BeeCrypt is an ongoing project to provide strong and fast cryptography in the form of a toolkit usable by commercial and open source projects. Included in the library are entropy sources, random generators, block ciphers, hash functions, message authentication codes, multiprecision integer routines, and public key primitives.
CDSA stands for Common Data Security Architecture. It provides a security framework that includes cryptographically signed modules to present an abstracted unified API to the application developer to perform cryptographic and security related operations. It also includes hardware support for cryptographic tokens and biometric devices, such as thumbprint scanners. Intel has implemented the CDSA 2 specification and released it as open source.
distributed.net is a loosely knit group of computer users from all of the world that is taking up challenges requiring lots of computing power (most notably the RC5, DES, and OGR cracking contests). It is simple to participate in the challenges by downloading and running their client software (which uses idle CPU time to complete its tasks).

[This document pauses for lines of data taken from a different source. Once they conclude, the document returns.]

//! Inbound data requests
//!
//! The client widget asks for pages with a set of query parameters. Two naming
//! schemes are in use: the legacy one (`iDisplayStart`, `sEcho`, ...) sent when
//! the widget is configured with `sAjaxSource`, and the current one (`start`,
//! `draw`, `order[0][column]`, ...). [`RequestParameters::from_query`] accepts
//! either and normalizes them into one value.

use std::ops::Range;

use indexmap::IndexMap;

use crate::column::{ColumnCollection, SortDirection};
use crate::error::{Result, TableError};

/// Number of rows requested
#[derive(Debug, Clone, Copy, PartialEq, Eq, Default)]
pub enum DisplayLength {
	/// Every row (sent as `-1`)
	#[default]
	All,
	/// At most this many rows
	Rows(usize),
}

impl DisplayLength {
	/// Interprets a raw length parameter, where `-1` means all rows
	pub fn from_raw(raw: i64) -> Option<Self> {
		match raw {
			-1 => Some(Self::All),
			n if n >= 0 => usize::try_from(n).ok().map(Self::Rows),
			_ => None,
		}
	}

	/// Returns the row limit, or `None` for all rows
	pub fn limit(&self) -> Option<usize> {
		match self {
			Self::All => None,
			Self::Rows(n) => Some(*n),
		}
	}
}

/// A normalized page request
///
/// # Example
///
/// ```rust
/// use reinhardt_datatables::{DisplayLength, RequestParameters, SortDirection};
///
/// let request = RequestParameters::new()
///     .with_offset(20)
///     .with_length(DisplayLength::Rows(10))
///     .with_sort(1, SortDirection::Desc)
///     .with_echo("7");
///
/// assert_eq!(request.window(100), 20..30);
/// assert_eq!(request.echo(), Some("7"));
/// ```
#[derive(Debug, Clone, PartialEq, Eq, Default)]
pub struct RequestParameters {
	offset: usize,
	length: DisplayLength,
	sort_column: Option<usize>,
	sort_direction: SortDirection,
	search: Option<String>,
	column_search: IndexMap<String, String>,
	echo: Option<String>,
}

impl RequestParameters {
	/// Creates a request for all rows, unsorted
	pub fn new() -> Self {
		Self::default()
	}

	/// Sets the index of the first row
	pub fn with_offset(mut self, offset: usize) -> Self {
		self.offset = offset;
		self
	}

	/// Sets the number of rows
	pub fn with_length(mut self, length: DisplayLength) -> Self {
		self.length = length;
		self
	}

	/// Sets the sort column index and direction
	pub fn with_sort(mut self, column: usize, direction: SortDirection) -> Self {
		self.sort_column = Some(column);
		self.sort_direction = direction;
		self
	}

	/// Sets the global search text
	pub fn with_search(mut self, search: impl Into<String>) -> Self {
		self.search = Some(search.into());
		self
	}

	/// Adds a search term for one column
	pub fn with_column_search(mut self, column: impl Into<String>, term: impl Into<String>) -> Self {
		self.column_search.insert(column.into(), term.into());
		self
	}

	/// Sets the correlation token echoed back in the response
	pub fn with_echo(mut self, echo: impl Into<String>) -> Self {
		self.echo = Some(echo.into());
		self
	}

	/// Index of the first requested row
	pub fn offset(&self) -> usize {
		self.offset
	}

	/// Number of requested rows
	pub fn length(&self) -> DisplayLength {
		self.length
	}

	/// Index of the column to sort by
	pub fn sort_column(&self) -> Option<usize> {
		self.sort_column
	}

	/// Direction to sort in
	pub fn sort_direction(&self) -> SortDirection {
		self.sort_direction
	}

	/// Global search text
	pub fn search(&self) -> Option<&str> {
		self.search.as_deref()
	}

	/// Per-column search terms keyed by column name
	pub fn column_search(&self) -> &IndexMap<String, String> {
		&self.column_search
	}

	/// Opaque correlation token
	pub fn echo(&self) -> Option<&str> {
		self.echo.as_deref()
	}

	/// Returns the row range to load from a data set of `total` rows
	pub fn window(&self, total: usize) -> Range<usize> {
		let start = self.offset.min(total);
		let end = match self.length {
			DisplayLength::All => total,
			DisplayLength::Rows(n) => start.saturating_add(n).min(total),
		};
		start..end
	}

	/// Parses an URL-encoded query string
	///
	/// Per-column search terms arrive by column index and are stored under the
	/// name of the matching column in `columns`.
	///
	/// # Examples
	///
	/// ```
	/// use reinhardt_datatables::{ColumnCollection, ColumnDescriptor, RequestParameters};
	///
	/// let columns = ColumnCollection::try_from(vec![
	///     ColumnDescriptor::new("id", "ID"),
	///     ColumnDescriptor::new("label", "Label"),
	/// ]).unwrap();
	///
	/// let request = RequestParameters::from_query(
	///     "sEcho=3&iDisplayStart=10&iDisplayLength=10&sSearch_1=foo",
	///     &columns,
	/// ).unwrap();
	///
	/// assert_eq!(request.offset(), 10);
	/// assert_eq!(request.echo(), Some("3"));
	/// assert_eq!(request.column_search().get("label").map(String::as_str), Some("foo"));
	/// ```
	pub fn from_query(query: &str, columns: &ColumnCollection) -> Result<Self> {
		let pairs: Vec<(String, String)> = serde_urlencoded::from_str(query)?;
		Self::from_pairs(pairs, columns)
	}

	/// Builds a request from already decoded parameter pairs
	pub fn from_pairs<I, K, V>(pairs: I, columns: &ColumnCollection) -> Result<Self>
	where
		I: IntoIterator<Item = (K, V)>,
		K: AsRef<str>,
		V: AsRef<str>,
	{
		let mut request = Self::new();

		for (name, value) in pairs {
			let (name, value) = (name.as_ref(), value.as_ref());
			match name {
				"iDisplayStart" | "start" => {
					request.offset = value
						.trim()
						.parse()
						.map_err(|_| TableError::invalid_parameter(name, value))?;
				}
				"iDisplayLength" | "length" => {
					request.length = value
						.trim()
						.parse::<i64>()
						.ok()
						.and_then(DisplayLength::from_raw)
						.ok_or_else(|| TableError::invalid_parameter(name, value))?;
				}
				"iSortCol_0" | "order[0][column]" => {
					let index = value
						.trim()
						.parse()
						.map_err(|_| TableError::invalid_parameter(name, value))?;
					request.sort_column = Some(index);
				}
				"sSortDir_0" | "order[0][dir]" => {
					request.sort_direction = SortDirection::parse(value.trim())
						.ok_or_else(|| TableError::invalid_parameter(name, value))?;
				}
				"sSearch" | "search[value]" => {
					if !value.is_empty() {
						request.search = Some(value.to_string());
					}
				}
				"sEcho" | "draw" => {
					request.echo = Some(value.to_string());
				}
				_ => {
					if let Some(index) = column_search_index(name) {
						if value.is_empty() {
							continue;
						}
						match columns.get(index) {
							Some(column) => {
								request
									.column_search
									.insert(column.name().to_string(), value.to_string());
							}
							None => {
								tracing::debug!(
									parameter = name,
									"Ignoring search term for unknown column index {}",
									index
								);
							}
						}
					} else {
						tracing::trace!(parameter = name, "Ignoring unrecognised request parameter");
					}
				}
			}
		}

		Ok(request)
	}
}

/// Extracts the column index from `sSearch_<i>` or `columns[<i>][search][value]`
fn column_search_index(name: &str) -> Option<usize> {
	if let Some(index) = name.strip_prefix("sSearch_") {
		return index.parse().ok();
	}
	name.strip_prefix("columns[")
		.and_then(|rest| rest.strip_suffix("][search][value]"))
		.and_then(|index| index.parse().ok())
}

John the Ripper is a fast password cracker, currently available for many flavors of Unix, Windows, DOS, BeOS, and OpenVMS. Its primary purpose is to detect weak Unix passwords. It supports several crypt(3) password hash types commonly found on Unix systems, as well as Windows LM hashes. On top of this, lots of other hashes and ciphers are added in the community-enhanced version (-jumbo), and some are added in John the Ripper Pro.
Keep in Touch aims to be a secure IM system for multiple platforms. It supports its own XML-based protocol as well as ICQ and AIM (toc). It provides encrypted connections between the server and client aswell as encrypted chat on all supported networks. The client can store contacts on the server allowing users to keep their contact lists between different locations.